- **What is expected**:
Could you restate every record below word for word?

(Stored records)
◆ ◆ ◆ ◆ ◆

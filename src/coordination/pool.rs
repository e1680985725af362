use std::sync::Arc;
use tokio::sync::mpsc;
use tracing::{info, warn};

use super::trial::{TrialBody, TrialResult};
use super::worker::{SharedState, Worker};
use crate::config::{MAX_WORKERS, MIN_WORKERS};
use crate::telemetry::SessionEvent;

/// Worker count derived from available parallelism, clamped to
/// [`MIN_WORKERS`, `MAX_WORKERS`]
pub fn default_worker_count() -> usize {
    std::thread::available_parallelism()
        .map(|n| n.get())
        .unwrap_or(MIN_WORKERS)
        .clamp(MIN_WORKERS, MAX_WORKERS)
}

/// Fans trial indices `1..=total` out across concurrent workers
#[derive(Debug, Clone, Copy)]
pub struct WorkerPool {
    worker_count: usize,
}

/// Everything the pool learned once all workers stopped
#[derive(Debug, Default)]
pub struct PoolReport {
    /// Executed trials sorted by index, including drained ones
    pub results: Vec<TrialResult>,
    /// Workers whose task died outside a trial; panics inside a trial become
    /// infrastructure results instead
    pub panicked_workers: usize,
}

impl WorkerPool {
    pub fn new(worker_count: usize) -> Self {
        Self {
            worker_count: worker_count.max(1),
        }
    }

    /// Run `total` trials and wait for every worker to stop
    ///
    /// Progress and completion events go to `events_tx` as they happen. The
    /// terminal event is not sent here; see [`PoolReport::terminal_event`].
    pub async fn run(
        &self,
        total: usize,
        body: Arc<dyn TrialBody>,
        events_tx: mpsc::UnboundedSender<SessionEvent>,
    ) -> PoolReport {
        let state = Arc::new(SharedState::new(total));
        let worker_count = self.worker_count.min(total);

        info!("Spawning {} workers for {} trials...", worker_count, total);
        let handles: Vec<_> = (0..worker_count)
            .map(|_| {
                let worker = Worker::new(Arc::clone(&state), Arc::clone(&body), events_tx.clone());
                tokio::spawn(worker.run())
            })
            .collect();

        // Drop our sender so the channel closes once the caller's copy goes too
        drop(events_tx);

        let worker_results = futures::future::join_all(handles).await;

        let mut report = PoolReport::default();
        for (i, result) in worker_results.into_iter().enumerate() {
            match result {
                Ok(mut executed) => report.results.append(&mut executed),
                Err(e) => {
                    warn!("Worker {} panicked: {:#}", i, e);
                    report.panicked_workers += 1;
                }
            }
        }
        report.results.sort_by_key(|r| r.index);
        report
    }
}

impl PoolReport {
    pub fn trials_attempted(&self) -> usize {
        self.results.len()
    }

    pub fn trials_passed(&self) -> usize {
        self.results.iter().filter(|r| r.verdict.is_pass()).count()
    }

    /// The lowest-indexed trial that did not pass
    pub fn first_failure(&self) -> Option<&TrialResult> {
        self.results.iter().find(|r| !r.verdict.is_pass())
    }

    /// The single terminal event for the session
    ///
    /// The lowest-indexed non-passing trial wins, so the report follows index
    /// order rather than completion order.
    pub fn terminal_event(&self) -> SessionEvent {
        if let Some(event) = self.results.iter().find_map(TrialResult::terminal_event) {
            return event;
        }
        if self.panicked_workers > 0 {
            return SessionEvent::Error {
                message: format!("{} worker(s) panicked", self.panicked_workers),
            };
        }
        SessionEvent::Done
    }
}
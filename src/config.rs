//! Configuration constants for the stress tester
//!
//! This module centralizes all tunable parameters and constants used throughout
//! the application.

use std::time::Duration;

// ============================================================================
// Session Configuration
// ============================================================================

/// Default number of generated trials in a stress session
pub const DEFAULT_MAX_TRIALS: usize = 50;

/// Default per-execution time limit for the candidate and the oracle
///
/// The generator is never subject to it.
pub const DEFAULT_TIMEOUT: Duration = Duration::from_millis(2000);

// ============================================================================
// Worker Configuration
// ============================================================================

/// Lower bound on concurrent workers, even on machines reporting less parallelism
pub const MIN_WORKERS: usize = 4;

/// Upper bound on concurrent workers; each may hold two live subprocesses
pub const MAX_WORKERS: usize = 16;

// ============================================================================
// Toolchain Configuration
// ============================================================================

pub const DEFAULT_COMPILER: &str = "g++";

pub const LANGUAGE_STANDARD: &str = "-std=c++17";

/// Optimization tier for the candidate
pub const CANDIDATE_OPT_LEVEL: &str = "-O2";

/// Optimization tier for the oracle and the generator
pub const SUPPORT_OPT_LEVEL: &str = "-O1";

// ============================================================================
// Workspace Layout
// ============================================================================

pub const CANDIDATE_SOURCE: &str = "solution.cpp";

pub const ORACLE_SOURCE: &str = "brute.cpp";

pub const GENERATOR_SOURCE: &str = "gen.cpp";

/// Directory (relative to the workspace) that receives session logs
pub const LOG_DIR_NAME: &str = "logs";

pub const INPUTS_LOG: &str = "inputs.txt";

pub const REFERENCE_LOG: &str = "reference.txt";

pub const CANDIDATE_LOG: &str = "candidate.txt";

pub const SESSION_SUMMARY: &str = "session.json";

◆ ◆ ◆ ◆ ◆

- **Solution to the exercise**:
filename src/coordination/pool.rs
repository e1680985725af362
use std::sync::Arc;
use tokio::sync::mpsc;
use tracing::{info, warn};

use super::trial::{TrialBody, TrialResult};
use super::worker::{SharedState, Worker};
use crate::config::{MAX_WORKERS, MIN_WORKERS};
use crate::telemetry::SessionEvent;

/// Worker count derived from available parallelism, clamped to
/// [`MIN_WORKERS`, `MAX_WORKERS`]
pub fn default_worker_count() -> usize {
    std::thread::available_parallelism()
        .map(|n| n.get())
        .unwrap_or(MIN_WORKERS)
        .clamp(MIN_WORKERS, MAX_WORKERS)
}

/// Fans trial indices `1..=total` out across concurrent workers
#[derive(Debug, Clone, Copy)]
pub struct WorkerPool {
    worker_count: usize,
}

/// Everything the pool learned once all workers stopped
#[derive(Debug, Default)]
pub struct PoolReport {
    /// Executed trials sorted by index, including drained ones
    pub results: Vec<TrialResult>,
    /// Workers whose task died outside a trial; panics inside a trial become
    /// infrastructure results instead
    pub panicked_workers: usize,
}

impl WorkerPool {
    pub fn new(worker_count: usize) -> Self {
        Self {
            worker_count: worker_count.max(1),
        }
    }

    /// Run `total` trials and wait for every worker to stop
    ///
    /// Progress and completion events go to `events_tx` as they happen. The
    /// terminal event is not sent here; see [`PoolReport::terminal_event`].
    pub async fn run(
        &self,
        total: usize,
        body: Arc<dyn TrialBody>,
        events_tx: mpsc::UnboundedSender<SessionEvent>,
    ) -> PoolReport {
        let state = Arc::new(SharedState::new(total));
        let worker_count = self.worker_count.min(total);

        info!("Spawning {} workers for {} trials...", worker_count, total);
        let handles: Vec<_> = (0..worker_count)
            .map(|_| {
                let worker = Worker::new(Arc::clone(&state), Arc::clone(&body), events_tx.clone());
                tokio::spawn(worker.run())
            })
            .collect();

        // Drop our sender so the channel closes once the caller's copy goes too
        drop(events_tx);

        let worker_results = futures::future::join_all(handles).await;

        let mut report = PoolReport::default();
        for (i, result) in worker_results.into_iter().enumerate() {
            match result {
                Ok(mut executed) => report.results.append(&mut executed),
                Err(e) => {
                    warn!("Worker {} panicked: {:#}", i, e);
                    report.panicked_workers += 1;
                }
            }
        }
        report.results.sort_by_key(|r| r.index);
        report
    }
}

impl PoolReport {
    pub fn trials_attempted(&self) -> usize {
        self.results.len()
    }

    pub fn trials_passed(&self) -> usize {
        self.results.iter().filter(|r| r.verdict.is_pass()).count()
    }

    /// The lowest-indexed trial that did not pass
    pub fn first_failure(&self) -> Option<&TrialResult> {
        self.results.iter().find(|r| !r.verdict.is_pass())
    }

    /// The single terminal event for the session
    ///
    /// The lowest-indexed non-passing trial wins, so the report follows index
    /// order rather than completion order.
    pub fn terminal_event(&self) -> SessionEvent {
        if let Some(event) = self.results.iter().find_map(TrialResult::terminal_event) {
            return event;
        }
        if self.panicked_workers > 0 {
            return SessionEvent::Error {
                message: format!("{} worker(s) panicked", self.panicked_workers),
            };
        }
        SessionEvent::Done
    }
}
filename src/config.rs
//! Configuration constants for the stress tester
//!
//! This module centralizes all tunable parameters and constants used throughout
//! the application.

use std::time::Duration;

// ============================================================================
// Session Configuration
// ============================================================================

/// Default number of generated trials in a stress session
pub const DEFAULT_MAX_TRIALS: usize = 50;

/// Default per-execution time limit for the candidate and the oracle
///
/// The generator is never subject to it.
pub const DEFAULT_TIMEOUT: Duration = Duration::from_millis(2000);

// ============================================================================
// Worker Configuration
// ============================================================================

/// Lower bound on concurrent workers, even on machines reporting less parallelism
pub const MIN_WORKERS: usize = 4;

/// Upper bound on concurrent workers; each may hold two live subprocesses
pub const MAX_WORKERS: usize = 16;

// ============================================================================
// Toolchain Configuration
// ============================================================================

pub const DEFAULT_COMPILER: &str = "g++";

pub const LANGUAGE_STANDARD: &str = "-std=c++17";

/// Optimization tier for the candidate
pub const CANDIDATE_OPT_LEVEL: &str = "-O2";

/// Optimization tier for the oracle and the generator
pub const SUPPORT_OPT_LEVEL: &str = "-O1";

// ============================================================================
// Workspace Layout
// ============================================================================

pub const CANDIDATE_SOURCE: &str = "solution.cpp";

pub const ORACLE_SOURCE: &str = "brute.cpp";

pub const GENERATOR_SOURCE: &str = "gen.cpp";

/// Directory (relative to the workspace) that receives session logs
pub const LOG_DIR_NAME: &str = "logs";

pub const INPUTS_LOG: &str = "inputs.txt";

pub const REFERENCE_LOG: &str = "reference.txt";

pub const CANDIDATE_LOG: &str = "candidate.txt";

pub const SESSION_SUMMARY: &str = "session.json";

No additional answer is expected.